Se estrellaron contra el suelo con una escalofriante sacudida. La limusina se precipitó hacia delante, surcando la tierra y los desechos con el morro al abalanzarse colina abajo. Derribaron una cerca de alambre de espino y después otra. El coche siguió adelante.
Koster vislumbró brevemente a Sajan cuando los airbags empezaron a desinflarse. Parecía extrañamente serena, con una especie de media sonrisa en los labios. El coche se topó con un bache en el terreno y botó, abriéndose paso a través de una acequia de aguas residuales, y siguió rápidamente hacia delante. Había un camión que transportaba verduras traqueteando delante de ellos en una carretera secundaria, completamente ajeno a los acontecimientos. Y un monovolumen que se estaba incorporando desde el otro lado.
La limusina frenó y Koster y Sajan se vieron empujados hacia delante, a pesar de la opresión de los airbags. Koster oyó que se le desgarraba algo en el hombro. La limusina rebasó como una exhalación la línea del carril de incorporación, a escasos centímetros del monovolumen, y patinó cuando el camión la rozó con la punta del parachoques. Después se enderezó milagrosamente y disminuyó la velocidad. El camión y el monovolumen se detuvieron en el arcén del carril de incorporación cuando la limusina se detuvo al fin con una sacudida. Los conductores se apearon, vociferando.
Koster miró a Sajan.
—¿Estás bien? —le preguntó.
Ella no contestó. Estaba intentando zafarse del airbag.
En ese preciso momento, Sam abrió la puerta. Tenía una herida ensangrentada en la frente, encima del ojo derecho, pero por lo demás parecía ileso.
—Señorita Sajan —dijo, ayudándola a salir—. ¿Está herida?
Sajan se bajó del coche. El conductor del camión de verduras fue corriendo hacia ellos a través del arcén del carril de incorporación. Parecía aterrorizado, lo que extrañó a Koster. Sentía que el corazón le martilleaba en el pecho. Pero por extraño que pareciera ya no estaba asustado. Al contrario, se sentía completamente sosegado, aunque reconocía que se encontraba aturdido. Debe de ser la adrenalina, pensó. Habían escapado con vida por los pelos, pero se sentía como si acabara de bajarse de una atracción de feria.

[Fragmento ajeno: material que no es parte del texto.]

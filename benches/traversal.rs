//! Caret traversal and content extraction benchmarks.

#![allow(clippy::semicolon_if_nothing_returned)]

use std::hint::black_box;
use std::rc::Rc;

use criterion::{BatchSize, Criterion, criterion_group, criterion_main};
use lector::{AccessibleSource, EMBEDDED_OBJECT_CHAR, NodeHandle, Role, Session, SimTree};

/// A document with `paragraphs` block children, every fourth one
/// carrying an inline link.
fn build_document(paragraphs: usize) -> (Session, NodeHandle) {
    let sim = Rc::new(SimTree::new());
    let doc = sim.add_root(Role::DocumentFrame);
    for i in 0..paragraphs {
        let p = sim.add_child(doc, Role::Paragraph);
        if i % 4 == 0 {
            let link = sim.add_child(p, Role::Link);
            sim.set_text(link, "details");
            sim.set_text(
                p,
                &format!("paragraph {i} with a {EMBEDDED_OBJECT_CHAR} inline"),
            );
        } else {
            sim.set_text(p, &format!("paragraph number {i} with plain text"));
        }
    }
    sim.embed_children(doc);
    let session = Session::new(Rc::clone(&sim) as Rc<dyn AccessibleSource>);
    (session, doc)
}

fn full_forward_walk(session: &Session, doc: NodeHandle) -> usize {
    let doc_node = session.resolve(doc);
    let mut count = 0usize;
    let mut pos = session.next_caret_in_order(&doc_node, -1);
    while let Some(ctx) = pos {
        count += 1;
        pos = session.next_caret_in_order(&ctx.node, ctx.offset);
    }
    count
}

fn walk_document(c: &mut Criterion) {
    let (small, small_doc) = build_document(20);
    c.bench_function("walk_forward_20_paragraphs", |b| {
        b.iter(|| black_box(full_forward_walk(&small, small_doc)));
    });

    let (large, large_doc) = build_document(200);
    c.bench_function("walk_forward_200_paragraphs", |b| {
        b.iter(|| black_box(full_forward_walk(&large, large_doc)));
    });
}

fn line_extraction(c: &mut Criterion) {
    let (session, doc) = build_document(100);
    let doc_node = session.resolve(doc);
    let middle = session.next_caret_in_order(&doc_node, -1).unwrap();

    c.bench_function("line_contents_cold", |b| {
        b.iter(|| {
            // Invalidate by querying through a fresh session-level call
            // on alternating offsets.
            black_box(session.line_contents_at(&middle.node, black_box(3)));
            black_box(session.line_contents_at(&middle.node, black_box(5)));
        });
    });
}

fn say_all_stream(c: &mut Criterion) {
    c.bench_function("say_all_100_paragraphs", |b| {
        b.iter_batched(
            || build_document(100),
            |(session, doc)| {
                let doc_node = session.resolve(doc);
                let chunks: usize = session.say_all(&doc_node).unwrap().count();
                black_box(chunks)
            },
            BatchSize::SmallInput,
        );
    });
}

criterion_group!(benches, walk_document, line_extraction, say_all_stream);
criterion_main!(benches);
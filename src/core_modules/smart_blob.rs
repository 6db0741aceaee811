// THEORY:
// A `SmartBlob` is the summary of one connected component: its ID, how many cells
// it covers, where its center of mass lies, and the box that encloses it.
//
// Key architectural principles:
// 1.  **Accumulator, Not Scanner**: The blob is built up cell by cell while the
//     `BlobDetector` floods it. Pixel count and coordinate sums are kept as exact
//     integers; the center of mass is derived by division only when asked for.
// 2.  **Stateless Data Container**: A `SmartBlob` does not reference the grid it
//     came from. It is a snapshot of one analysis run.

use crate::core_modules::cell::Point;

/// Summary statistics of a single 4-connected blob.
#[derive(Debug, Clone, PartialEq, Eq)]
pub struct SmartBlob {
    /// 1-based, assigned in row-major discovery order.
    pub id: u32,
    /// The first cell of the blob reached by the row-major scan.
    pub seed: Point,
    /// Top-left and bottom-right corners, inclusive.
    pub bounding_box: (Point, Point),
    pub pixel_count: usize,
    row_sum: u64,
    column_sum: u64,
}

impl SmartBlob {
    pub(crate) fn new(id: u32, seed: Point) -> Self {
        Self {
            id,
            seed,
            bounding_box: (seed, seed),
            pixel_count: 0,
            row_sum: 0,
            column_sum: 0,
        }
    }

    /// Adds one cell to the blob's running totals.
    pub(crate) fn add(&mut self, point: Point) {
        let (top_left, bottom_right) = &mut self.bounding_box;
        top_left.row = top_left.row.min(point.row);
        top_left.column = top_left.column.min(point.column);
        bottom_right.row = bottom_right.row.max(point.row);
        bottom_right.column = bottom_right.column.max(point.column);

        self.pixel_count += 1;
        self.row_sum += point.row as u64;
        self.column_sum += point.column as u64;
    }

    /// Mean row index of the blob's cells.
    pub fn center_of_mass_row(&self) -> f64 {
        self.row_sum as f64 / self.pixel_count as f64
    }

    /// Mean column index of the blob's cells.
    pub fn center_of_mass_column(&self) -> f64 {
        self.column_sum as f64 / self.pixel_count as f64
    }

    /// `(row, column)` center of mass.
    pub fn center_of_mass(&self) -> (f64, f64) {
        (self.center_of_mass_row(), self.center_of_mass_column())
    }
}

El camionero se acercó a ellos, resoplando y jadeando. Era achaparrado y calvo y llevaba un impermeable azul claro y pantalones vaqueros.
—Lo he visto todo —farfulló entrecortadamente—. Salió de Bailey, yo la vi. La furgoneta negra. Subió por la rampa. Cuando estaban cerca del complejo deportivo del condado. Se puso a adelantarlos. Entonces viró de repente. Por las buenas. No lo entiendo. Les ha dado de lleno. ¿Se le habría pinchado una rueda o algo así? Me parece que ni siquiera ha frenado.
—Solo ha sido un accidente de coche —le aseguró Sajan. Su rostro era imperturbable, una roca inexpresiva. Luego sonrió—. Vamos a perder el vuelo. ¿Podría llevarnos al aeropuerto?
—¿Seguro que estás bien? —le preguntó Koster.
Sajan examinó la frente de Sam. La piel no se había desgarrado, aunque parecía quemada a causa de los gases calientes que inflaban los airbags.
—Ese tío debía de estar chiflado —insistió el camionero.
—Si es que era un tío —repuso Samuel.
Sajan retrocedió un paso.
—¿Qué significa eso? —le preguntó.
—Probablemente pensará que estoy loco —contestó él—, pero la persona que estaba al volante de la furgoneta… —Se volvió hacia la autopista—. Habría jurado que parecía una monja.